Devenish is a town in northern Victoria, Australia within the Rural City of Benalla local government area, 230 km north of the state capital, Melbourne. At the , Devenish and the surrounding area had a population of 360, declining to 197 by 2016.

==History==
The Post Office opened on 9 June 1877 as Broken Creek and was renamed Devenish in 1878. In 1883 on the arrival of the railway, the office was moved and named Devenish Railway Station, reverting to Devenish in about 1889 as the township developed. An earlier office dating from 1870, Major Plains, was known as Devenish from 1874 until 1878.

The general store, then known as the Farmers' Exchange, was sold by Mr. R. Lidgerwood to Mr. F. Woods in February 1919.

The Devenish concrete grain silos were built between the railway line and the main street and opened to receive wheat in December 1943. Later the Bulk Oat storage building was built in 1965.

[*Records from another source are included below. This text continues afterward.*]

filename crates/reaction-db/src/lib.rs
//! # reaction-db
//!
//! Database layer implementing repository traits with PostgreSQL via SQLx.
//!
//! ## Overview
//!
//! - Connection pool management
//! - Idempotent provisioning of the `reactions` table
//! - Database models with SQLx `FromRow` derives
//! - Entity ↔ Model mappers
//! - Repository implementations
//!
//! The `posts`, `users` and `options` tables belong to the host platform and
//! are only read (options are also written) by this crate, never created.
//!
//! ## Usage
//!
//! ```rust,ignore
//! use reaction_db::{create_pool, provision, DatabaseConfig, PgReactionRepository};
//!
//! async fn example() -> Result<(), Box<dyn std::error::Error>> {
//!     let pool = create_pool(&DatabaseConfig::from_env()).await?;
//!     provision(&pool).await?;
//!     let reactions = PgReactionRepository::new(pool);
//!     Ok(())
//! }
//! ```

pub mod mappers;
pub mod models;
pub mod pool;
pub mod repositories;
pub mod schema;

// Re-export commonly used types
pub use pool::{create_pool, create_pool_from_env, DatabaseConfig, PgPool};
pub use repositories::{PgOptionRepository, PgReactionRepository, PgUserRepository};
pub use schema::provision;
//! Reaction API Server entry point
//!
//! Run with:
//! ```bash
//! cargo run -p reaction-api
//! ```
//!
//! Configuration is loaded from environment variables or a `.env` file.

use reaction_common::{try_init_tracing_with_config, AppConfig, TracingConfig};
use tracing::{error, info};

#[tokio::main]
async fn main() {
    // Configuration decides the log format, so it is read before tracing starts
    let config = match AppConfig::from_env() {
        Ok(config) => config,
        Err(e) => {
            eprintln!("Failed to load configuration: {e}");
            std::process::exit(1);
        }
    };

    if let Err(e) = try_init_tracing_with_config(TracingConfig::for_environment(config.app.env)) {
        eprintln!("Warning: Failed to initialize tracing: {e}");
    }

    if let Err(e) = run(config).await {
        error!(error = %e, "Server failed to start");
        std::process::exit(1);
    }
}

async fn run(config: AppConfig) -> anyhow::Result<()> {
    info!(
        name = %config.app.name,
        env = ?config.app.env,
        port = config.api.port,
        "Starting Reaction API Server..."
    );

    reaction_api::run(config).await?;

    Ok(())
}
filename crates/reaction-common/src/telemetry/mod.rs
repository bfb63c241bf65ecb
//! Telemetry and tracing setup

mod tracing_setup;

pub use tracing_setup::{
    init_tracing, init_tracing_with_config, try_init_tracing, try_init_tracing_with_config,
    TracingConfig, TracingError,
};
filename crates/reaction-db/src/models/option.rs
//! Host option row

use serde_json::Value;
use sqlx::FromRow;

#[derive(Debug, Clone, FromRow)]
pub struct OptionModel {
    pub option_name: String,
    pub option_value: Value,
}
//! Axum extractors for request handling
//!
//! Custom extractors for the host session, validated bodies and queries, and
//! content item paths.

mod auth;
mod path;
mod validated;

pub use auth::{AuthUser, OptionalAuthUser};
pub use path::ObjectPath;
pub use validated::{ValidatedForm, ValidatedJson, ValidatedQuery};
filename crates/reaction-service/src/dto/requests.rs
//! Request DTOs for API endpoints
//!
//! All request DTOs implement `Deserialize` and `Validate` for input validation.

use serde::Deserialize;
use validator::{Validate, ValidationError};

use reaction_core::value_objects::MAX_TYPE_LEN;
use reaction_core::MAX_REACTION_LEN;

/// Action name the client script posts with every click
pub const REACTION_ACTION: &str = "improve_reaction";

// ============================================================================
// Reaction Requests
// ============================================================================

/// Form posted by the client script when a reaction icon is clicked
#[derive(Debug, Clone, Deserialize, Validate)]
pub struct AjaxReactionRequest {
    #[validate(custom(function = "validate_action"))]
    pub action: String,

    #[serde(rename = "type")]
    #[validate(length(min = 1, max = 50, message = "Content type must be 1-50 characters"))]
    pub object_type: String,

    pub id: i64,

    #[validate(length(min = 1, max = 50, message = "Reaction must be 1-50 characters"))]
    pub reaction: String,

    /// Display name typed in by a guest; overrides the session user when set
    #[serde(default)]
    #[validate(length(max = 120, message = "Name must be at most 120 characters"))]
    pub user: String,
}

fn validate_action(action: &str) -> Result<(), ValidationError> {
    if action == REACTION_ACTION {
        Ok(())
    } else {
        Err(ValidationError::new("unknown_action"))
    }
}

// ============================================================================
// Content Filter Requests
// ============================================================================

/// Publication content to decorate with the reaction bar
#[derive(Debug, Clone, Deserialize, Validate)]
pub struct ContentFilterRequest {
    pub post_id: i64,

    #[validate(length(min = 1, max = 50, message = "Post type must be 1-50 characters"))]
    pub post_type: String,

    #[serde(default)]
    pub content: String,
}

/// Comment text to decorate with the reaction bar
#[derive(Debug, Clone, Deserialize, Validate)]
pub struct CommentFilterRequest {
    pub comment_id: i64,

    #[serde(default)]
    pub text: String,
}

// ============================================================================
// Query Parameters
// ============================================================================

/// Query string of the most-reacted ranking
#[derive(Debug, Clone, Deserialize, Validate, Default)]
pub struct MostReactedParams {
    #[validate(length(min = 1, max = 50, message = "Post type must be 1-50 characters"))]
    pub post_type: Option<String>,

    /// Comma separated reaction ids, or `any`
    pub reactions: Option<String>,

    /// Non-positive values mean no limit
    pub limit: Option<i64>,
}

impl MostReactedParams {
    pub fn post_type(&self) -> &str {
        self.post_type.as_deref().unwrap_or("post")
    }

    pub fn reaction_list(&self) -> Vec<String> {
        self.reactions
            .as_deref()
            .unwrap_or("any")
            .split(',')
            .map(str::trim)
            .filter(|s| !s.is_empty())
            .map(String::from)
            .collect()
    }
}

// ============================================================================
// Admin Requests
// ============================================================================

/// Admin settings form
///
/// Checkbox groups post one value per checked box under the same key; an
/// unchecked group is absent from the body entirely.
#[derive(Debug, Clone, Deserialize, Validate, Default)]
pub struct SettingsForm {
    #[serde(default)]
    #[validate(length(max = 100), custom(function = "validate_type_tags"))]
    pub types: Vec<String>,

    /// Icon checkboxes; only mirrored into `active_order` on the client
    #[serde(default)]
    pub reactions: Vec<String>,

    /// Enabled icons in display order
    #[serde(default)]
    #[validate(length(max = 100), custom(function = "validate_reaction_ids"))]
    pub active_order: Vec<String>,

    #[serde(default)]
    pub post_position: String,

    #[serde(default)]
    pub comment_position: String,

    #[serde(default)]
    pub image_set: String,

    #[serde(default)]
    pub reaction_nonce_field: String,
}

fn validate_type_tags(tags: &[String]) -> Result<(), ValidationError> {
    if tags.iter().all(|t| !t.is_empty() && t.len() <= MAX_TYPE_LEN) {
        Ok(())
    } else {
        Err(ValidationError::new("type_length"))
    }
}

fn validate_reaction_ids(ids: &[String]) -> Result<(), ValidationError> {
    if ids.iter().all(|r| !r.is_empty() && r.len() <= MAX_REACTION_LEN) {
        Ok(())
    } else {
        Err(ValidationError::new("reaction_length"))
    }
}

In 2023, Devenish Primary School had just one student enrolled at the school.

== Religion ==
The first Roman Catholic Church was built in Devenish in 1883 at number 959 Devenish Road. It was decommissioned in 2005 and put up for sale.

== Balloons ==
The Australian hot air balloon championships were held in Devenish in 2007.

== Transport ==
Devenish used to have a railway station with 2 wheat silos that are still there but decommissioned on the Oaklands railway line, Victoria.
V/line operates 3 coach services (weekdays) and 2 coach services (weekends) 7 days a week from Benalla to Yarrawonga. The coach service stops at Devenish along the way, and connects to V/line train services to/from Melbourne (Southern Cross) at Benalla Station.

==Sport==
The town had an Australian Rules football team that formed in the early 1890s, initially competing in the Benalla- Yarrawonga Line Association, and later in the Benalla & District Football League until the league folded due to lack of players. Premierships were won in the years 1902 and 1909, then again in 1914, 1922, 1929, 2003 & 2005.